- Interactive map of the Almoayyed Tower area

Record height
- Preceded by: Abraj Al Lulu (Tower: 3)

General information
- Location: Manama, Bahrain
- Coordinates: 26°14′09″N 50°32′31″E﻿ / ﻿26.23583°N 50.54194°E
- Construction started: 2001
- Completed: 2004
- Cost: US$53,000,000
- Management: YK Almoayyed & Sons

Height
- Roof: 172 m (564 ft)
- Top floor: 42

Technical details
- Floor count: 47
- Floor area: 48,400 m^{2} (520,973 sq ft)
- Lifts/elevators: 7

Design and construction
- Architects: Shadid EC, Mazen Al-Umran C.E.
- Main contractor: Fujairah NCC

= Almoayyed Tower =

Almoayyed Tower (also known as: Dark Tower), is a commercial skyscraper located in the Seef neighborhood of the Bahraini capital Manama.
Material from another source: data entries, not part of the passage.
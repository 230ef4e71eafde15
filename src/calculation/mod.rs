//! Calculation logic for the year-end bonus engine.
//!
//! This module contains the worked-month inference rule, the INSS and IRRF
//! withholding tables with their bracket-by-bracket explanations, the
//! calculation that composes them into a net amount, and the session that
//! carries the month selection between recalculations.

mod engine;
mod inss;
mod irrf;
mod money;
mod month_inference;
mod session;

pub use engine::{calculate, first_installment_advance, proportional_bonus, resolve_months};
pub use inss::{
    INSS_BRACKETS, INSS_CEILING, InssBracket, InssBracketLine, InssExplanation, compute_inss,
    explain_inss,
};
pub use irrf::{
    IRRF_BRACKETS, IRRF_EXEMPTION_LIMIT, IrrfBracket, IrrfExplanation, compute_irrf, explain_irrf,
};
pub use money::round_currency;
pub use month_inference::{ADMISSION_DAY_THRESHOLD, infer_months};
pub use session::{CalculationSession, MonthResolution};
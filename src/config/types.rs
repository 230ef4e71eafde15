//! Configuration types for the year-end bonus service.
//!
//! This module contains the strongly-typed configuration structures that
//! are deserialized from `calculator.yaml`. The tax tables live in code,
//! not here.

use serde::{Deserialize, Serialize};

use crate::models::Installment;

/// Where the HTTP server listens.
#[derive(Debug, Clone, PartialEq, Eq, Deserialize)]
pub struct ServerConfig {
    /// The host or IP address to bind.
    pub host: String,
    /// The TCP port to bind.
    pub port: u16,
}

/// Values a blank calculation form starts with.
///
/// Request fields that are omitted fall back to these.
#[derive(Debug, Clone, Copy, PartialEq, Eq, Serialize, Deserialize)]
pub struct FormDefaults {
    /// The installment selected by default.
    pub installment: Installment,
    /// Whether INSS is withheld by default.
    pub deduct_inss: bool,
    /// Whether IRRF is withheld by default.
    pub deduct_irrf: bool,
}

impl Default for FormDefaults {
    fn default() -> Self {
        Self {
            installment: Installment::Full,
            deduct_inss: true,
            deduct_irrf: true,
        }
    }
}

/// The complete calculator configuration loaded from YAML.
#[derive(Debug, Clone, Deserialize)]
pub struct CalculatorConfig {
    /// HTTP server settings.
    pub server: ServerConfig,
    /// Defaults applied to incomplete forms.
    #[serde(default)]
    pub form_defaults: FormDefaults,
}
//! Year-End Bonus Engine for Brazilian payroll
//!
//! This crate calculates the décimo terceiro salário: the proportional bonus for
//! the months worked in the year, split into installments, with INSS and IRRF
//! withholding explained bracket by bracket.

#![warn(missing_docs)]

pub mod api;
pub mod calculation;
pub mod config;
pub mod error;
pub mod models;
//! Request types for the year-end bonus API.
//!
//! This module defines the JSON request structures and the conversion from
//! the raw form values to a validated [`CalculationInput`].

use std::str::FromStr;

use chrono::NaiveDate;
use rust_decimal::Decimal;
use serde::{Deserialize, Serialize};

use crate::calculation::MonthResolution;
use crate::config::FormDefaults;
use crate::error::{EngineError, EngineResult};
use crate::models::{CalculationInput, Installment};

/// A monetary form value sent either as a JSON string or a JSON number.
#[derive(Debug, Clone, PartialEq, Serialize, Deserialize)]
#[serde(untagged)]
pub enum RawAmount {
    /// Text as typed, e.g. `"3000,50"`.
    Text(String),
    /// A JSON number.
    Number(serde_json::Number),
}

impl RawAmount {
    fn to_text(&self) -> String {
        match self {
            RawAmount::Text(text) => text.clone(),
            RawAmount::Number(number) => number.to_string(),
        }
    }
}

/// Request body for the `/calculate` endpoint.
///
/// Mirrors the calculation form: values arrive raw and may be missing.
/// Omitted selectors fall back to the configured [`FormDefaults`].
#[derive(Debug, Clone, Default, Serialize, Deserialize)]
pub struct CalculationRequest {
    /// The employee's name, display only.
    #[serde(default)]
    pub employee_name: String,
    /// The monthly gross salary; `.` or `,` may separate the decimals.
    #[serde(default)]
    pub monthly_gross_salary: Option<RawAmount>,
    /// Admission date as `YYYY-MM-DD`.
    #[serde(default)]
    pub admission_date: Option<String>,
    /// Calculation date as `YYYY-MM-DD`.
    #[serde(default)]
    pub calculation_date: Option<String>,
    /// The installment to calculate.
    #[serde(default)]
    pub installment: Option<Installment>,
    /// Whether to withhold INSS.
    #[serde(default)]
    pub deduct_inss: Option<bool>,
    /// Whether to withhold IRRF.
    #[serde(default)]
    pub deduct_irrf: Option<bool>,
    /// Re-infer months from the dates, replacing the manual selection.
    #[serde(default = "default_force_infer_months")]
    pub force_infer_months: bool,
}

fn default_force_infer_months() -> bool {
    true
}

/// Request body for the `/months/toggle` endpoint.
#[derive(Debug, Clone, Serialize, Deserialize)]
pub struct MonthToggleRequest {
    /// The month to toggle, 1..=12.
    pub month: u32,
    /// The form to recalculate with after toggling.
    #[serde(default)]
    pub form: CalculationRequest,
}

impl CalculationRequest {
    /// How this request wants the months worked resolved.
    pub fn resolution(&self) -> MonthResolution {
        if self.force_infer_months {
            MonthResolution::ForceInference
        } else {
            MonthResolution::Manual
        }
    }

    /// Parses the raw form into a validated [`CalculationInput`].
    ///
    /// The returned input carries no month override; the session supplies it.
    pub fn into_input(self, defaults: FormDefaults) -> EngineResult<CalculationInput> {
        let monthly_gross_salary = parse_salary(self.monthly_gross_salary.as_ref())?;
        let admission_date = parse_date("admission_date", self.admission_date.as_deref())?;
        let calculation_date = parse_date("calculation_date", self.calculation_date.as_deref())?;

        Ok(CalculationInput {
            employee_name: self.employee_name,
            monthly_gross_salary,
            admission_date,
            calculation_date,
            installment: self.installment.unwrap_or(defaults.installment),
            deduct_inss: self.deduct_inss.unwrap_or(defaults.deduct_inss),
            deduct_irrf: self.deduct_irrf.unwrap_or(defaults.deduct_irrf),
            manually_selected_months: None,
        })
    }
}

/// Parses a salary, accepting a comma as the decimal separator.
fn parse_salary(raw: Option<&RawAmount>) -> EngineResult<Decimal> {
    const FIELD: &str = "monthly_gross_salary";

    let text = raw
        .map(RawAmount::to_text)
        .filter(|text| !text.trim().is_empty())
        .ok_or_else(|| EngineError::invalid_input(FIELD, "is required"))?;

    let salary = Decimal::from_str(&text.trim().replace(',', "."))
        .map_err(|_| EngineError::invalid_input(FIELD, format!("'{}' is not a number", text)))?;

    if salary <= Decimal::ZERO {
        return Err(EngineError::invalid_input(FIELD, "must be a positive number"));
    }
    Ok(salary)
}

/// Parses a calendar date in `YYYY-MM-DD` form, without any time zone.
fn parse_date(field: &str, raw: Option<&str>) -> EngineResult<NaiveDate> {
    let text = raw
        .map(str::trim)
        .filter(|text| !text.is_empty())
        .ok_or_else(|| EngineError::invalid_input(field, "is required"))?;

    NaiveDate::parse_from_str(text, "%Y-%m-%d").map_err(|_| {
        EngineError::invalid_input(field, format!("'{}' is not a valid YYYY-MM-DD date", text))
    })
}
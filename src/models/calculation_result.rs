//! Calculation result models for the year-end bonus engine.
//!
//! This module contains the [`CalculationResult`] type and the ordered
//! [`CalculationStep`] list that documents how the net amount was reached.

use rust_decimal::Decimal;
use serde::{Deserialize, Serialize};

use super::Installment;

/// A single step of the calculation, recorded in the order it was computed.
///
/// Steps are never changed after creation; the sequence is the audit trail
/// of the calculation.
///
/// # Example
///
/// ```
/// use decimo_engine::models::CalculationStep;
/// use rust_decimal::Decimal;
///
/// let step = CalculationStep {
///     title: "INSS Withholding".to_string(),
///     description: "Total INSS: R$ 253.41".to_string(),
///     value: Decimal::new(25341, 2),
///     is_deduction: true,
/// };
/// assert!(step.is_deduction);
/// ```
#[derive(Debug, Clone, PartialEq, Eq, Serialize, Deserialize)]
pub struct CalculationStep {
    /// Short title of the step.
    pub title: String,
    /// Multi-line, human-readable derivation.
    pub description: String,
    /// The monetary value produced by the step.
    pub value: Decimal,
    /// Whether `value` is subtracted from the running base.
    pub is_deduction: bool,
}

impl CalculationStep {
    /// Creates a step that reports a full (non-deducted) amount.
    pub fn amount(title: impl Into<String>, description: impl Into<String>, value: Decimal) -> Self {
        Self {
            title: title.into(),
            description: description.into(),
            value,
            is_deduction: false,
        }
    }

    /// Creates a step whose value is subtracted from the running base.
    pub fn deduction(
        title: impl Into<String>,
        description: impl Into<String>,
        value: Decimal,
    ) -> Self {
        Self {
            title: title.into(),
            description: description.into(),
            value,
            is_deduction: true,
        }
    }
}

/// The complete result of a year-end bonus calculation.
///
/// `net_amount` is fully determined by the proportional bonus, the
/// installment and the two withholding amounts.
#[derive(Debug, Clone, PartialEq, Eq, Serialize, Deserialize)]
pub struct CalculationResult {
    /// The employee's name, carried for display.
    pub employee_name: String,
    /// The monthly gross salary the bonus was derived from.
    pub monthly_gross_salary: Decimal,
    /// The number of months counted, in 1..=12.
    pub months_worked: u32,
    /// The installment that was calculated.
    pub installment: Installment,
    /// The proportional bonus before any deduction.
    pub gross_proportional_bonus: Decimal,
    /// INSS withheld (zero when not deducted).
    pub inss_amount: Decimal,
    /// IRRF withheld (zero when not deducted).
    pub irrf_amount: Decimal,
    /// The amount to be received.
    ///
    /// Rounded to 2 decimal places, except that FIRST and SECOND use the
    /// unrounded half of the proportional bonus, so an odd-cent bonus gives
    /// a third decimal (83.33 gives an advance of 41.665).
    pub net_amount: Decimal,
    /// The ordered audit trail of the calculation.
    pub steps: Vec<CalculationStep>,
}

impl CalculationResult {
    /// The sum of INSS and IRRF withheld.
    pub fn total_deductions(&self) -> Decimal {
        self.inss_amount + self.irrf_amount
    }
}
//! Year-end bonus calculation.
//!
//! This module combines month resolution, the proportional bonus, the chosen
//! installment and the optional INSS/IRRF withholding into a
//! [`CalculationResult`] with an ordered list of steps.

use rust_decimal::Decimal;
use tracing::debug;

use super::inss::{compute_inss, explain_inss};
use super::irrf::{compute_irrf, explain_irrf};
use super::money::{brl, round_currency};
use super::month_inference::infer_months;
use crate::error::{EngineError, EngineResult};
use crate::models::{
    CalculationInput, CalculationResult, CalculationStep, Installment, MONTHS_IN_YEAR,
};

/// Resolves the months worked: the manual selection's size when present,
/// otherwise the months inferred from the dates.
pub fn resolve_months(input: &CalculationInput) -> u32 {
    match &input.manually_selected_months {
        Some(selection) => selection.len(),
        None => infer_months(input.admission_date, input.calculation_date),
    }
}

/// Computes the proportional bonus: `monthly_salary / 12 * months`, rounded
/// to 2 decimal places.
///
/// # Errors
///
/// `InvalidInput` on `monthly_gross_salary` when the salary is too large to
/// multiply by the month count.
///
/// # Examples
///
/// ```
/// use decimo_engine::calculation::proportional_bonus;
/// use rust_decimal::Decimal;
/// use std::str::FromStr;
///
/// let bonus = proportional_bonus(Decimal::from_str("2000.00").unwrap(), 6).unwrap();
/// assert_eq!(bonus, Decimal::from_str("1000.00").unwrap());
/// ```
pub fn proportional_bonus(
    monthly_gross_salary: Decimal,
    months_worked: u32,
) -> EngineResult<Decimal> {
    monthly_gross_salary
        .checked_mul(Decimal::from(months_worked))
        .and_then(|total| total.checked_div(Decimal::from(MONTHS_IN_YEAR)))
        .map(round_currency)
        .ok_or_else(|| {
            EngineError::invalid_input("monthly_gross_salary", "is too large to calculate")
        })
}

/// The first-installment advance: half of the proportional bonus.
pub fn first_installment_advance(gross_proportional_bonus: Decimal) -> Decimal {
    gross_proportional_bonus / Decimal::TWO
}

/// Calculates the year-end bonus for a single employee.
///
/// # Errors
///
/// - `InvalidInput` when the salary is not positive or too large.
/// - `NoMonthsWorked` when the resolved month count is zero.
///
/// # Examples
///
/// ```
/// use decimo_engine::calculation::calculate;
/// use decimo_engine::models::{CalculationInput, Installment};
/// use chrono::NaiveDate;
/// use rust_decimal::Decimal;
/// use std::str::FromStr;
///
/// let input = CalculationInput {
///     employee_name: "Maria".to_string(),
///     monthly_gross_salary: Decimal::from_str("3000.00").unwrap(),
///     admission_date: NaiveDate::from_ymd_opt(2025, 1, 10).unwrap(),
///     calculation_date: NaiveDate::from_ymd_opt(2025, 12, 1).unwrap(),
///     installment: Installment::Full,
///     deduct_inss: true,
///     deduct_irrf: true,
///     manually_selected_months: None,
/// };
///
/// let result = calculate(&input).unwrap();
/// assert_eq!(result.months_worked, 12);
/// assert_eq!(result.net_amount, Decimal::from_str("2699.00").unwrap());
/// ```
pub fn calculate(input: &CalculationInput) -> EngineResult<CalculationResult> {
    input.validate()?;

    let months_worked = resolve_months(input);
    if months_worked == 0 {
        return Err(EngineError::NoMonthsWorked);
    }

    let salary = input.monthly_gross_salary;
    let gross = proportional_bonus(salary, months_worked)?;
    let mut steps = vec![CalculationStep::amount(
        "Proportional Year-End Bonus",
        format!(
            "Proportional bonus = (monthly salary / 12) x months worked\n{} / 12 x {} = {}",
            brl(salary),
            months_worked,
            brl(gross)
        ),
        gross,
    )];

    let mut inss_amount = Decimal::ZERO;
    let mut irrf_amount = Decimal::ZERO;

    let net_amount = match input.installment {
        Installment::First => {
            let advance = first_installment_advance(gross);
            steps.push(CalculationStep::amount(
                "First Installment (Advance - 50%)",
                format!(
                    "50% of the gross amount: {}\nNo INSS/IRRF is withheld from the first installment.",
                    brl(advance)
                ),
                advance,
            ));
            advance
        }
        Installment::Second | Installment::Full => {
            steps.push(CalculationStep::amount(
                "Full Installment (100% of the amount)",
                format!("Full amount: {}", brl(gross)),
                gross,
            ));

            let mut base = gross;

            if input.deduct_inss {
                inss_amount = compute_inss(gross);
                base -= inss_amount;
                steps.push(CalculationStep::deduction(
                    "INSS Withholding",
                    format!(
                        "INSS 2025 progressive table\nCalculation base: {}\n{}",
                        brl(gross),
                        explain_inss(gross)
                    ),
                    inss_amount,
                ));
            }

            if input.deduct_irrf {
                // The IRRF base starts from the gross bonus, not the running base.
                irrf_amount = compute_irrf(gross, inss_amount);
                base -= irrf_amount;
                steps.push(CalculationStep::deduction(
                    "IRRF Withholding",
                    format!(
                        "IRRF progressive table (base after INSS)\n{}",
                        explain_irrf(gross - inss_amount)
                    ),
                    irrf_amount,
                ));
            }

            if input.installment == Installment::Second {
                let advance = first_installment_advance(gross);
                steps.push(CalculationStep::deduction(
                    "Advance Already Paid",
                    format!(
                        "Net total ({}) - gross first installment already paid ({})",
                        brl(gross - inss_amount - irrf_amount),
                        brl(advance)
                    ),
                    advance,
                ));
                base -= advance;
            }

            base
        }
    };

    debug!(
        months_worked,
        installment = ?input.installment,
        gross = %gross,
        inss = %inss_amount,
        irrf = %irrf_amount,
        net = %net_amount,
        "Year-end bonus calculated"
    );

    Ok(CalculationResult {
        employee_name: input.employee_name.clone(),
        monthly_gross_salary: salary,
        months_worked,
        installment: input.installment,
        gross_proportional_bonus: gross,
        inss_amount,
        irrf_amount,
        net_amount,
        steps,
    })
}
The tower is a regular four-sided structure, with a height of 172 m. Almoayyed consists mostly of office and business complexes. It was the tallest tower in Bahrain until the Bahrain Financial Harbour, Bahrain WTC, and the Abraj Al Lulu were constructed. Almoayyed Tower is also known as Dark Tower because of its dark colouring.

==Structure==
The entire construction process was divided into two Phases. Phase-1 was the construction of the tower itself, and Phase-2 was the construction of the eight-storey car park, which can accommodate over 1000 cars. The first Phase was completed in November 2003, and the second Phase was completed in 2004. Almoayyed was the tallest structure in Bahrain from 2001 until 2008, standing over 172 m tall, with 42 floors and 6 public elevators, and a total floor space of 48400 m2. Almoayyed is built on a 2024 m2 footprint area and is the first building in Bahrain to possess a private helipad, which is built on the top of the building.

==Facilities==
Almoayyed Tower offers retail space covering its 'Mall' which encompasses the ground and mezzanine floors and has a separate entrance on the north side of the structure. The building has booster antennas from all the major telecom providers in Bahrain, meaning that signal is not lost whilst in one of the 6 elevators. The 43rd floor offers space for antennas; given Almoayyed Tower's large size relative to all other buildings in the Al Seef District, it has been a hub for telecom providers to place their antennas on Almoayyed Tower to give better reception to the rest of Manama.

==Management==
Almoayyed Tower is managed by the owners of the building, YK Almoayyed & Sons Properties Co WLL.